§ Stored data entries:
◆ ◆ ◆ ◆

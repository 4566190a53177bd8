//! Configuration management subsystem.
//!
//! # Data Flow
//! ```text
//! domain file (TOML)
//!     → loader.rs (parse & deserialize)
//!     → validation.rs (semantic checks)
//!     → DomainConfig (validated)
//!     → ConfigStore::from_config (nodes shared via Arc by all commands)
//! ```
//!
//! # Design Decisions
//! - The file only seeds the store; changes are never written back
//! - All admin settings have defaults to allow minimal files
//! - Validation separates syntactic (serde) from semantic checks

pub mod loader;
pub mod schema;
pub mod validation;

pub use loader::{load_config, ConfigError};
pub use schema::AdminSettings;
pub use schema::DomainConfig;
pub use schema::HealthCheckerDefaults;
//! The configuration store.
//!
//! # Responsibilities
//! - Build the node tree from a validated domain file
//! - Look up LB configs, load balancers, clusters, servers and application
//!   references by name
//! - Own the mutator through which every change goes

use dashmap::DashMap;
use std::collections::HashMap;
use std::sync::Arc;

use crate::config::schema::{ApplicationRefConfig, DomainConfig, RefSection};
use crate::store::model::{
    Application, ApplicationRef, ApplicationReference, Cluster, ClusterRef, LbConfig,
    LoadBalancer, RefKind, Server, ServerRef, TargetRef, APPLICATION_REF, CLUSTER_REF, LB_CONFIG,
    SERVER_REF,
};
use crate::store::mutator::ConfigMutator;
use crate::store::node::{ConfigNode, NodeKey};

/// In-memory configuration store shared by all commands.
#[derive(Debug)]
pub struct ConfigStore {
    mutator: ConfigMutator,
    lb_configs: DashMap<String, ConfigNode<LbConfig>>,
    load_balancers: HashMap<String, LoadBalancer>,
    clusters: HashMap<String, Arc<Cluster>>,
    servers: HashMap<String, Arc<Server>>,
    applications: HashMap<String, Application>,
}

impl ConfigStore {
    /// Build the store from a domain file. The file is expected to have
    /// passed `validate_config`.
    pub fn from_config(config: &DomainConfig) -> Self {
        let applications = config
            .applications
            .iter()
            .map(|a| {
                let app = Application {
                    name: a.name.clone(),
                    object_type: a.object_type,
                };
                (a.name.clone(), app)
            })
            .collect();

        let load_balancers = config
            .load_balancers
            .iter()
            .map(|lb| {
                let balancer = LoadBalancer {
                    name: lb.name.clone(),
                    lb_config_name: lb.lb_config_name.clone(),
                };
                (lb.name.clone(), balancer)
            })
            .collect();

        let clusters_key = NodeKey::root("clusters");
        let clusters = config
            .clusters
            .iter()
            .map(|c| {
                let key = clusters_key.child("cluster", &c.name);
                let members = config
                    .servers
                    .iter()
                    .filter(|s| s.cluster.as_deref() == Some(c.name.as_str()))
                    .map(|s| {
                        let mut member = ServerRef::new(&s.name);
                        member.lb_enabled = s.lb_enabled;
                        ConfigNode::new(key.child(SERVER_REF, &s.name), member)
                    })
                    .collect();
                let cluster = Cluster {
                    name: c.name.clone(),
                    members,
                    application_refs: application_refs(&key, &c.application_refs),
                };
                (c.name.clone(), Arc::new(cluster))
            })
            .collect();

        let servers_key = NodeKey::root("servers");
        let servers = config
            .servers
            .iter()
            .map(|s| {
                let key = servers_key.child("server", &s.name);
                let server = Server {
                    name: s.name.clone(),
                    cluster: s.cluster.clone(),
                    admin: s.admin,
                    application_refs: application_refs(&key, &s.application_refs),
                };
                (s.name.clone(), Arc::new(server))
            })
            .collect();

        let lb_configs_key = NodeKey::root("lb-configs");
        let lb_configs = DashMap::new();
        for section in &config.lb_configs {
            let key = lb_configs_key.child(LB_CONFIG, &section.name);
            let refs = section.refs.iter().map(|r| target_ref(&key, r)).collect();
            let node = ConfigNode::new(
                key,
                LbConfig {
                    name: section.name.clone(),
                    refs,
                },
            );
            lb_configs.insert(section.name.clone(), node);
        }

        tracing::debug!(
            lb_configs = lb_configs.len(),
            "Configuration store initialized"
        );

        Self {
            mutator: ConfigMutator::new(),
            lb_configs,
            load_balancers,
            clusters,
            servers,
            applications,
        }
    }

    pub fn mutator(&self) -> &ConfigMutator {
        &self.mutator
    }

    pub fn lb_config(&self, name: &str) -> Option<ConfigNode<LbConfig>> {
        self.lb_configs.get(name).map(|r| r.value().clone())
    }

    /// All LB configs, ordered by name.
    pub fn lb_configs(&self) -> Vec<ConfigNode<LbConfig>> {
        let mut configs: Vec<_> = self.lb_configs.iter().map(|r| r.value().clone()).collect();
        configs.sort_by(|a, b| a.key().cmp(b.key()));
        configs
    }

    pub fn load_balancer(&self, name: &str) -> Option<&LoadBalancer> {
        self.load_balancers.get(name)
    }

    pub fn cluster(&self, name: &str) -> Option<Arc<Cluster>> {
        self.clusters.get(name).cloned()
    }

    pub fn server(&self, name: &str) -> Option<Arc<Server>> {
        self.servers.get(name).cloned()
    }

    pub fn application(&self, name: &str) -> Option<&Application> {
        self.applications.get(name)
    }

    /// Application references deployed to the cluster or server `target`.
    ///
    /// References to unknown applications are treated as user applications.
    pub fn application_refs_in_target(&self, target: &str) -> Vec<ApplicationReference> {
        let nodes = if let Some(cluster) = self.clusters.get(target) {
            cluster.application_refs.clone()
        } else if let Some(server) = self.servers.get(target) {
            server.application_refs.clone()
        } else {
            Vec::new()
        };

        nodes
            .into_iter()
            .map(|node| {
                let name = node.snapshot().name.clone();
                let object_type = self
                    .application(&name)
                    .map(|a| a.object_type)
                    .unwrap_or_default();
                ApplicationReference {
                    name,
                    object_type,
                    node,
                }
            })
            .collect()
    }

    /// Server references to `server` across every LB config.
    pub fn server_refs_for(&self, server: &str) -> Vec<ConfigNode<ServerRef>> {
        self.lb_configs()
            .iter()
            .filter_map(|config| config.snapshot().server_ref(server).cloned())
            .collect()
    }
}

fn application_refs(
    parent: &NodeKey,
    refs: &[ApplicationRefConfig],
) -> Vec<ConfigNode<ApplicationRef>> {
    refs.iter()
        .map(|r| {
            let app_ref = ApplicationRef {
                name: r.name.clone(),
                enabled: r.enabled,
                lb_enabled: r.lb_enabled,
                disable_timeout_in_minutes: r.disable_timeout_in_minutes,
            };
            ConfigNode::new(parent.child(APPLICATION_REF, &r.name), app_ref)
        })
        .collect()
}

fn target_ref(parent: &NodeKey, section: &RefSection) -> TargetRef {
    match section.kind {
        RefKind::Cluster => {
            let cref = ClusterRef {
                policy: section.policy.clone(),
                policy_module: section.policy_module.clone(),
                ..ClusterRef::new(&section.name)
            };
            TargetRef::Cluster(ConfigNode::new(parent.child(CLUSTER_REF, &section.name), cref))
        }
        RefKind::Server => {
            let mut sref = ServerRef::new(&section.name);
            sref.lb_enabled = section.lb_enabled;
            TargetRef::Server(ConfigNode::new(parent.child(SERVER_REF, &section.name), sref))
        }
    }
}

◆ ◆ ◆ ◆

Reproduce the entries exactly, each one as given.

repository 4566190a53177bd8
//! Configuration management subsystem.
//!
//! # Data Flow
//! ```text
//! domain file (TOML)
//!     → loader.rs (parse & deserialize)
//!     → validation.rs (semantic checks)
//!     → DomainConfig (validated)
//!     → ConfigStore::from_config (nodes shared via Arc by all commands)
//! ```
//!
//! # Design Decisions
//! - The file only seeds the store; changes are never written back
//! - All admin settings have defaults to allow minimal files
//! - Validation separates syntactic (serde) from semantic checks

pub mod loader;
pub mod schema;
pub mod validation;

pub use loader::{load_config, ConfigError};
pub use schema::AdminSettings;
pub use schema::DomainConfig;
pub use schema::HealthCheckerDefaults;
//! The configuration store.
//!
//! # Responsibilities
//! - Build the node tree from a validated domain file
//! - Look up LB configs, load balancers, clusters, servers and application
//!   references by name
//! - Own the mutator through which every change goes

use dashmap::DashMap;
use std::collections::HashMap;
use std::sync::Arc;

use crate::config::schema::{ApplicationRefConfig, DomainConfig, RefSection};
use crate::store::model::{
    Application, ApplicationRef, ApplicationReference, Cluster, ClusterRef, LbConfig,
    LoadBalancer, RefKind, Server, ServerRef, TargetRef, APPLICATION_REF, CLUSTER_REF, LB_CONFIG,
    SERVER_REF,
};
use crate::store::mutator::ConfigMutator;
use crate::store::node::{ConfigNode, NodeKey};

/// In-memory configuration store shared by all commands.
#[derive(Debug)]
pub struct ConfigStore {
    mutator: ConfigMutator,
    lb_configs: DashMap<String, ConfigNode<LbConfig>>,
    load_balancers: HashMap<String, LoadBalancer>,
    clusters: HashMap<String, Arc<Cluster>>,
    servers: HashMap<String, Arc<Server>>,
    applications: HashMap<String, Application>,
}

impl ConfigStore {
    /// Build the store from a domain file. The file is expected to have
    /// passed `validate_config`.
    pub fn from_config(config: &DomainConfig) -> Self {
        let applications = config
            .applications
            .iter()
            .map(|a| {
                let app = Application {
                    name: a.name.clone(),
                    object_type: a.object_type,
                };
                (a.name.clone(), app)
            })
            .collect();

        let load_balancers = config
            .load_balancers
            .iter()
            .map(|lb| {
                let balancer = LoadBalancer {
                    name: lb.name.clone(),
                    lb_config_name: lb.lb_config_name.clone(),
                };
                (lb.name.clone(), balancer)
            })
            .collect();

        let clusters_key = NodeKey::root("clusters");
        let clusters = config
            .clusters
            .iter()
            .map(|c| {
                let key = clusters_key.child("cluster", &c.name);
                let members = config
                    .servers
                    .iter()
                    .filter(|s| s.cluster.as_deref() == Some(c.name.as_str()))
                    .map(|s| {
                        let mut member = ServerRef::new(&s.name);
                        member.lb_enabled = s.lb_enabled;
                        ConfigNode::new(key.child(SERVER_REF, &s.name), member)
                    })
                    .collect();
                let cluster = Cluster {
                    name: c.name.clone(),
                    members,
                    application_refs: application_refs(&key, &c.application_refs),
                };
                (c.name.clone(), Arc::new(cluster))
            })
            .collect();

        let servers_key = NodeKey::root("servers");
        let servers = config
            .servers
            .iter()
            .map(|s| {
                let key = servers_key.child("server", &s.name);
                let server = Server {
                    name: s.name.clone(),
                    cluster: s.cluster.clone(),
                    admin: s.admin,
                    application_refs: application_refs(&key, &s.application_refs),
                };
                (s.name.clone(), Arc::new(server))
            })
            .collect();

        let lb_configs_key = NodeKey::root("lb-configs");
        let lb_configs = DashMap::new();
        for section in &config.lb_configs {
            let key = lb_configs_key.child(LB_CONFIG, &section.name);
            let refs = section.refs.iter().map(|r| target_ref(&key, r)).collect();
            let node = ConfigNode::new(
                key,
                LbConfig {
                    name: section.name.clone(),
                    refs,
                },
            );
            lb_configs.insert(section.name.clone(), node);
        }

        tracing::debug!(
            lb_configs = lb_configs.len(),
            "Configuration store initialized"
        );

        Self {
            mutator: ConfigMutator::new(),
            lb_configs,
            load_balancers,
            clusters,
            servers,
            applications,
        }
    }

    pub fn mutator(&self) -> &ConfigMutator {
        &self.mutator
    }

    pub fn lb_config(&self, name: &str) -> Option<ConfigNode<LbConfig>> {
        self.lb_configs.get(name).map(|r| r.value().clone())
    }

    /// All LB configs, ordered by name.
    pub fn lb_configs(&self) -> Vec<ConfigNode<LbConfig>> {
        let mut configs: Vec<_> = self.lb_configs.iter().map(|r| r.value().clone()).collect();
        configs.sort_by(|a, b| a.key().cmp(b.key()));
        configs
    }

    pub fn load_balancer(&self, name: &str) -> Option<&LoadBalancer> {
        self.load_balancers.get(name)
    }

    pub fn cluster(&self, name: &str) -> Option<Arc<Cluster>> {
        self.clusters.get(name).cloned()
    }

    pub fn server(&self, name: &str) -> Option<Arc<Server>> {
        self.servers.get(name).cloned()
    }

    pub fn application(&self, name: &str) -> Option<&Application> {
        self.applications.get(name)
    }

    /// Application references deployed to the cluster or server `target`.
    ///
    /// References to unknown applications are treated as user applications.
    pub fn application_refs_in_target(&self, target: &str) -> Vec<ApplicationReference> {
        let nodes = if let Some(cluster) = self.clusters.get(target) {
            cluster.application_refs.clone()
        } else if let Some(server) = self.servers.get(target) {
            server.application_refs.clone()
        } else {
            Vec::new()
        };

        nodes
            .into_iter()
            .map(|node| {
                let name = node.snapshot().name.clone();
                let object_type = self
                    .application(&name)
                    .map(|a| a.object_type)
                    .unwrap_or_default();
                ApplicationReference {
                    name,
                    object_type,
                    node,
                }
            })
            .collect()
    }

    /// Server references to `server` across every LB config.
    pub fn server_refs_for(&self, server: &str) -> Vec<ConfigNode<ServerRef>> {
        self.lb_configs()
            .iter()
            .filter_map(|config| config.snapshot().server_ref(server).cloned())
            .collect()
    }
}

fn application_refs(
    parent: &NodeKey,
    refs: &[ApplicationRefConfig],
) -> Vec<ConfigNode<ApplicationRef>> {
    refs.iter()
        .map(|r| {
            let app_ref = ApplicationRef {
                name: r.name.clone(),
                enabled: r.enabled,
                lb_enabled: r.lb_enabled,
                disable_timeout_in_minutes: r.disable_timeout_in_minutes,
            };
            ConfigNode::new(parent.child(APPLICATION_REF, &r.name), app_ref)
        })
        .collect()
}

fn target_ref(parent: &NodeKey, section: &RefSection) -> TargetRef {
    match section.kind {
        RefKind::Cluster => {
            let cref = ClusterRef {
                policy: section.policy.clone(),
                policy_module: section.policy_module.clone(),
                ..ClusterRef::new(&section.name)
            };
            TargetRef::Cluster(ConfigNode::new(parent.child(CLUSTER_REF, &section.name), cref))
        }
        RefKind::Server => {
            let mut sref = ServerRef::new(&section.name);
            sref.lb_enabled = section.lb_enabled;
            TargetRef::Server(ConfigNode::new(parent.child(SERVER_REF, &section.name), sref))
        }
    }
}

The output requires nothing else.